60% des jeunes ruraux issus de familles CSP- ne se sentent pas capables d’obtenir une licence. Ils sont 49% des jeunes urbains de familles CSP-, contre seulement 28% des jeunes urbains de familles CSP+ *

Une stratégie nationale en faveur d’une orientation choisie est indispensable, recommandent les 6 structures oeuvrant pour l’égalité des chances, qui accompagnent 100.000 étudiants chaque année.

Que veux-tu faire plus tard ? Quand le milieu social et l’origine géographique conditionnent les aspirations

Ils sont scolarisés dans des établissements des quartiers en Politique de la ville ou dans des territoires ruraux. Leurs parents sont employés, ouvriers, ou inactifs et n’ont pas de diplôme d’études supérieures. Ces jeunes cumulent les difficultés sociales et territoriales et, pour cette raison, ne parviennent pas à se projeter vers une orientation réaliste et ambitieuse. Ainsi font-ils des choix d’orientation différents de la moyenne des élèves. L’absence de réponse éducative adaptée alimente cette reproduction sociale et géographique.  

Lorsqu’on interroge les jeunes sur leurs futurs choix de métiers, ce conditionnement se retrouve de façon claire. Les enfants de catégories socio-professionnelles plus aisées (CSP+) citent les métiers de médecin ou professeur en tête. Les enfants des catégories socio-professionnelles modestes (CSP-) citent plus volontiers les métiers de l’artisanat, de l’industrie ou du BTP.

Quant au niveau d’études que les jeunes disent se sentir en capacité d’atteindre, les données de l’enquête mettent là encore en évidence une corrélation très nette entre niveau économique du foyer, origine géographique et aspirations :

  • 72% des jeunes urbains de familles CSP+ se sentent en capacité d’obtenir un diplôme de licence ; 
  • Ils ne sont que 51% chez les jeunes urbains issus de familles CSP-, soit 21 points d’écart ; 
  • Et seulement 40% chez les jeunes ruraux issus de CSP -, soit 32 points d’écart.

« Alors que ces jeunes sont assis sur les mêmes bancs de l’école de la République, dont lune des promesses est l’égalité de traitement et dapprentissage, on voit bien que les dés sont pipés, dès le départ.

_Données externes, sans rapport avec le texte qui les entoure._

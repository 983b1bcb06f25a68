//! Database row types. These map directly to SQLite rows.
//! Conversions into the tatib-types API models live here as well.
use tatib_types::models::{Role, Student, User, Violation};
use tracing::warn;

use crate::parse_timestamp;

pub struct UserRow {
    pub id: i64,
    pub username: String,
    pub password_hash: String,
    pub role: String,
    pub created_at: String,
    pub updated_at: String,
}

#[derive(Debug, Clone)]
pub struct StudentRow {
    pub id: i64,
    pub nisn: String,
    pub name: String,
    pub class: String,
    pub parent_name: String,
    pub parent_whatsapp: String,
    pub created_at: String,
    pub updated_at: String,
}

#[derive(Debug, Clone)]
pub struct ViolationRow {
    pub id: i64,
    pub student_id: i64,
    pub violation_type: String,
    pub location: String,
    pub description: Option<String>,
    pub photo_url: Option<String>,
    pub violation_time: String,
    pub reported_by: i64,
    pub whatsapp_sent: bool,
    pub whatsapp_sent_at: Option<String>,
    pub created_at: String,
    pub updated_at: String,
}

/// Column values for a student insert.
pub struct NewStudent<'a> {
    pub nisn: &'a str,
    pub name: &'a str,
    pub class: &'a str,
    pub parent_name: &'a str,
    pub parent_whatsapp: &'a str,
}

/// Column values for a violation insert. Notification state always starts
/// unsent.
pub struct NewViolation<'a> {
    pub student_id: i64,
    pub violation_type: &'a str,
    pub location: &'a str,
    pub description: Option<&'a str>,
    pub photo_url: Option<&'a str>,
    pub violation_time: &'a str,
    pub reported_by: i64,
}

impl From<UserRow> for User {
    fn from(row: UserRow) -> Self {
        let role = row.role.parse().unwrap_or_else(|e| {
            warn!("{} on user {}, treating as teacher", e, row.id);
            Role::Teacher
        });
        Self {
            id: row.id,
            username: row.username,
            password: String::new(),
            role,
            created_at: parse_timestamp(&row.created_at),
            updated_at: parse_timestamp(&row.updated_at),
        }
    }
}

impl From<StudentRow> for Student {
    fn from(row: StudentRow) -> Self {
        Self {
            id: row.id,
            nisn: row.nisn,
            name: row.name,
            class: row.class,
            parent_name: row.parent_name,
            parent_whatsapp: row.parent_whatsapp,
            created_at: parse_timestamp(&row.created_at),
            updated_at: parse_timestamp(&row.updated_at),
        }
    }
}

impl From<ViolationRow> for Violation {
    fn from(row: ViolationRow) -> Self {
        Self {
            id: row.id,
            student_id: row.student_id,
            violation_type: row.violation_type,
            location: row.location,
            description: row.description,
            photo_url: row.photo_url,
            violation_time: parse_timestamp(&row.violation_time),
            reported_by: row.reported_by,
            whatsapp_sent: row.whatsapp_sent,
            whatsapp_sent_at: row.whatsapp_sent_at.as_deref().map(parse_timestamp),
            created_at: parse_timestamp(&row.created_at),
            updated_at: parse_timestamp(&row.updated_at),
        }
    }
}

Certaines formations, certains métiers sont tout simplement interdits à une large part de nos jeunes. A fortiori quand les déterminismes sociaux et géographiques s’additionnent. Pour le dire autrement : encore aujourd’hui, en 2023, si vous êtes jeune d’origine modeste dans un territoire rural ou un quartier dit sensible, accéder aux métiers de la tech, devenir journaliste, médecin ou écrivaine vous est trop souvent interdit », note Salomé Berlioux, fondatrice et directrice générale de Chemins d’avenirs.

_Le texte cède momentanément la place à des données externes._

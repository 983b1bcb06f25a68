use axum::{
    extract::{Request, State},
    http::header,
    middleware::Next,
    response::Response,
};
use jsonwebtoken::{DecodingKey, Validation, decode};
use tatib_types::api::Claims;
use tatib_types::models::Role;

use crate::error::AppError;
use crate::state::AppState;

/// Extract and validate JWT from Authorization header.
pub async fn require_auth(
    State(state): State<AppState>,
    mut req: Request,
    next: Next,
) -> Result<Response, AppError> {
    let token = req
        .headers()
        .get(header::AUTHORIZATION)
        .and_then(|v| v.to_str().ok())
        .and_then(|v| v.strip_prefix("Bearer "))
        .ok_or(AppError::Unauthorized)?;

    let token_data = decode::<Claims>(
        token,
        &DecodingKey::from_secret(state.jwt_secret.as_bytes()),
        &Validation::default(),
    )
    .map_err(|_| AppError::Unauthorized)?;

    req.extensions_mut().insert(token_data.claims);
    Ok(next.run(req).await)
}

pub fn require_admin(claims: &Claims) -> Result<(), AppError> {
    if claims.role != Role::Admin {
        return Err(AppError::Forbidden("Admin access required".into()));
    }
    Ok(())
}
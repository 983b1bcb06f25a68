use std::collections::HashSet;

use axum::{
    Extension, Json,
    extract::{Path, Query, State},
    http::StatusCode,
    response::IntoResponse,
};
use tracing::info;

use tatib_db::Database;
use tatib_db::models::NewStudent;
use tatib_types::api::{
    BulkCreateStudentsRequest, BulkCreateStudentsResponse, Claims, CreateStudentRequest,
    StudentQuery, UpdateStudentRequest,
};
use tatib_types::models::Student;

use crate::error::{AppError, AppResult};
use crate::state::{AppState, blocking};

pub struct StudentManager<'a> {
    db: &'a Database,
}

impl<'a> StudentManager<'a> {
    pub fn new(db: &'a Database) -> Self {
        Self { db }
    }

    pub fn create(&self, req: &CreateStudentRequest) -> AppResult<Student> {
        validate(req)?;
        if self.db.get_student_by_nisn(req.nisn.trim())?.is_some() {
            return Err(duplicate_nisn(req.nisn.trim()));
        }

        let id = self
            .db
            .create_student(&new_student(req))
            .map_err(|e| AppError::from_store(e, &nisn_message(req.nisn.trim()), "Student not found"))?;

        info!("Created student {} ({})", req.name.trim(), req.nisn.trim());
        self.require(id)
    }

    /// All-or-nothing import. Duplicates within the batch or against stored
    /// students reject the whole batch.
    pub fn create_bulk(&self, reqs: &[CreateStudentRequest]) -> AppResult<Vec<Student>> {
        if reqs.is_empty() {
            return Err(AppError::InvalidInput("No students to import".into()));
        }

        let mut seen = HashSet::new();
        for req in reqs {
            validate(req)?;
            let nisn = req.nisn.trim();
            if !seen.insert(nisn) || self.db.get_student_by_nisn(nisn)?.is_some() {
                return Err(duplicate_nisn(nisn));
            }
        }

        let rows: Vec<NewStudent<'_>> = reqs.iter().map(new_student).collect();
        let ids = self
            .db
            .create_students(&rows)
            .map_err(|e| AppError::from_store(e, "Duplicate NISN in import", "Student not found"))?;

        info!("Imported {} students", ids.len());
        ids.into_iter().map(|id| self.require(id)).collect()
    }

    pub fn get(&self, id: i64) -> AppResult<Option<Student>> {
        Ok(self.db.get_student(id)?.map(Student::from))
    }

    pub fn list(&self, query: &StudentQuery) -> AppResult<Vec<Student>> {
        let search = query.search.as_deref().map(str::trim).filter(|s| !s.is_empty());
        let rows = self.db.list_students(query.class.as_deref(), search)?;
        Ok(rows.into_iter().map(Student::from).collect())
    }

    pub fn update(&self, id: i64, req: UpdateStudentRequest) -> AppResult<Student> {
        if let Some(nisn) = req.nisn.as_deref().map(str::trim) {
            if nisn.is_empty() {
                return Err(AppError::InvalidInput("NISN must not be empty".into()));
            }
            if let Some(other) = self.db.get_student_by_nisn(nisn)? {
                if other.id != id {
                    return Err(duplicate_nisn(nisn));
                }
            }
        }
        if req.name.as_deref().is_some_and(|n| n.trim().is_empty()) {
            return Err(AppError::InvalidInput("Name must not be empty".into()));
        }

        let conflict = req.nisn.as_deref().map(nisn_message).unwrap_or_default();
        let row = self
            .db
            .update_student(id, |row| {
                if let Some(nisn) = req.nisn {
                    row.nisn = nisn.trim().to_string();
                }
                if let Some(name) = req.name {
                    row.name = name.trim().to_string();
                }
                if let Some(class) = req.class {
                    row.class = class.trim().to_string();
                }
                if let Some(parent_name) = req.parent_name {
                    row.parent_name = parent_name;
                }
                if let Some(parent_whatsapp) = req.parent_whatsapp {
                    row.parent_whatsapp = parent_whatsapp;
                }
            })
            .map_err(|e| AppError::from_store(e, &conflict, "Student not found"))?
            .ok_or_else(|| AppError::NotFound(format!("Student not found: {}", id)))?;

        Ok(Student::from(row))
    }

    /// Students with recorded violations cannot be deleted; there is no
    /// cascade.
    pub fn delete(&self, id: i64) -> AppResult<()> {
        if self.db.get_student(id)?.is_none() {
            return Err(AppError::NotFound(format!("Student not found: {}", id)));
        }
        let referenced = "Cannot delete student with existing violations";
        if self.db.count_violations_for_student(id)? > 0 {
            return Err(AppError::Conflict(referenced.into()));
        }
        self.db
            .delete_student(id)
            .map_err(|e| AppError::from_store(e, referenced, referenced))?;
        info!("Deleted student {}", id);
        Ok(())
    }

    fn require(&self, id: i64) -> AppResult<Student> {
        self.get(id)?
            .ok_or_else(|| AppError::Dependency(anyhow::anyhow!("student {} vanished after insert", id)))
    }
}

fn validate(req: &CreateStudentRequest) -> AppResult<()> {
    if req.nisn.trim().is_empty() {
        return Err(AppError::InvalidInput("NISN must not be empty".into()));
    }
    if req.name.trim().is_empty() {
        return Err(AppError::InvalidInput("Name must not be empty".into()));
    }
    if req.class.trim().is_empty() {
        return Err(AppError::InvalidInput("Class must not be empty".into()));
    }
    Ok(())
}

fn new_student(req: &CreateStudentRequest) -> NewStudent<'_> {
    NewStudent {
        nisn: req.nisn.trim(),
        name: req.name.trim(),
        class: req.class.trim(),
        parent_name: req.parent_name.trim(),
        parent_whatsapp: req.parent_whatsapp.trim(),
    }
}

fn nisn_message(nisn: &str) -> String {
    format!("NISN already registered: {}", nisn.trim())
}

fn duplicate_nisn(nisn: &str) -> AppError {
    AppError::Conflict(nisn_message(nisn))
}

// -- Handlers --

pub async fn list_students(
    State(state): State<AppState>,
    Query(query): Query<StudentQuery>,
    Extension(_claims): Extension<Claims>,
) -> AppResult<impl IntoResponse> {
    let students = blocking(&state, move |s| StudentManager::new(&s.db).list(&query)).await?;
    Ok(Json(students))
}

pub async fn create_student(
    State(state): State<AppState>,
    Extension(_claims): Extension<Claims>,
    Json(req): Json<CreateStudentRequest>,
) -> AppResult<impl IntoResponse> {
    let student = blocking(&state, move |s| StudentManager::new(&s.db).create(&req)).await?;
    Ok((StatusCode::CREATED, Json(student)))
}

pub async fn create_students_bulk(
    State(state): State<AppState>,
    Extension(_claims): Extension<Claims>,
    Json(req): Json<BulkCreateStudentsRequest>,
) -> AppResult<impl IntoResponse> {
    let students =
        blocking(&state, move |s| StudentManager::new(&s.db).create_bulk(&req.students)).await?;
    Ok((
        StatusCode::CREATED,
        Json(BulkCreateStudentsResponse {
            created: students.len(),
            students,
        }),
    ))
}

pub async fn get_student(
    State(state): State<AppState>,
    Path(id): Path<i64>,
    Extension(_claims): Extension<Claims>,
) -> AppResult<impl IntoResponse> {
    let student = blocking(&state, move |s| StudentManager::new(&s.db).get(id))
        .await?
        .ok_or_else(|| AppError::NotFound(format!("Student not found: {}", id)))?;
    Ok(Json(student))
}

pub async fn update_student(
    State(state): State<AppState>,
    Path(id): Path<i64>,
    Extension(_claims): Extension<Claims>,
    Json(req): Json<UpdateStudentRequest>,
) -> AppResult<impl IntoResponse> {
    let student = blocking(&state, move |s| StudentManager::new(&s.db).update(id, req)).await?;
    Ok(Json(student))
}

pub async fn delete_student(
    State(state): State<AppState>,
    Path(id): Path<i64>,
    Extension(_claims): Extension<Claims>,
) -> AppResult<impl IntoResponse> {
    blocking(&state, move |s| StudentManager::new(&s.db).delete(id)).await?;
    Ok(StatusCode::NO_CONTENT)
}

« S'il est entendu quil nexiste pas de hiérarchie entre les métiers, avec certains emplois qui seraient plus souhaitables que dautres, il serait hypocrite d’ignorer qu’il est de plus en plus difficile de trouver un métier lorsque l’on est peu diplômé[1], et que les niveaux de salaire sont corrélés aux niveaux de diplômes.[2]  »complète Benjamin Blavier, cofondateur et président exécutif d’Article 1.

Le principal frein à l’égalité des chances en orientation est l’environnement social et territorial.

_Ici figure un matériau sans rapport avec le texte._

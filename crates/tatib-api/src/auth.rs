use argon2::{
    Argon2, PasswordHash, PasswordHasher, PasswordVerifier,
    password_hash::{SaltString, rand_core::OsRng},
};
use axum::{Json, extract::State, response::IntoResponse};
use jsonwebtoken::{EncodingKey, Header, encode};
use tracing::info;

use tatib_db::Database;
use tatib_types::api::{Claims, LoginRequest, LoginResponse};
use tatib_types::models::{Role, User};

use crate::error::{AppError, AppResult};
use crate::state::{AppState, blocking};

const TOKEN_LIFETIME_DAYS: i64 = 7;

/// Hash a password with Argon2id.
pub fn hash_password(password: &str) -> anyhow::Result<String> {
    let salt = SaltString::generate(&mut OsRng);
    let hash = Argon2::default()
        .hash_password(password.as_bytes(), &salt)
        .map_err(|e| anyhow::anyhow!("password hashing failed: {}", e))?
        .to_string();
    Ok(hash)
}

/// Check a username/password pair. Unknown user and wrong password are
/// indistinguishable to the caller.
pub fn verify_credentials(db: &Database, username: &str, password: &str) -> AppResult<User> {
    let user = db
        .get_user_by_username(username)?
        .ok_or(AppError::Unauthorized)?;

    let parsed_hash = PasswordHash::new(&user.password_hash)
        .map_err(|e| anyhow::anyhow!("stored hash for {} unreadable: {}", user.username, e))?;

    Argon2::default()
        .verify_password(password.as_bytes(), &parsed_hash)
        .map_err(|_| AppError::Unauthorized)?;

    Ok(User::from(user))
}

pub fn create_token(secret: &str, user_id: i64, username: &str, role: Role) -> anyhow::Result<String> {
    let claims = Claims {
        sub: user_id,
        username: username.to_string(),
        role,
        exp: (chrono::Utc::now() + chrono::Duration::days(TOKEN_LIFETIME_DAYS)).timestamp() as usize,
    };

    let token = encode(
        &Header::default(),
        &claims,
        &EncodingKey::from_secret(secret.as_bytes()),
    )?;

    Ok(token)
}

pub async fn login(
    State(state): State<AppState>,
    Json(req): Json<LoginRequest>,
) -> AppResult<impl IntoResponse> {
    let response = blocking(&state, move |s| {
        let user = verify_credentials(&s.db, &req.username, &req.password)?;
        let token = create_token(&s.jwt_secret, user.id, &user.username, user.role)?;
        info!("User {} logged in", user.username);
        Ok(LoginResponse { user, token })
    })
    .await?;

    Ok(Json(response))
}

L’environnement proche des jeunes concentre en effet la majorité des sources d’informations pour construire leur futur. C’est cet environnement scolaire et familial qui joue un rôle prépondérant dans leurs aspirations académiques puis professionnelles. Ainsi :

  • Les jeunes des établissements scolaires aux Indices de position sociale (IPS[3]) les plus faibles ne sont que 68% à souhaiter poursuivre des études après le baccalauréat. C’est 22 points de moins que les enfants des établissements socialement favorisés (90%) ;
  • Si seuls 44% des enfants dont aucun parent n’est diplômé du supérieur pensent pouvoir prétendre à un diplôme de niveau licence, ils sont 64% chez ceux dont au moins un des parents est diplômé.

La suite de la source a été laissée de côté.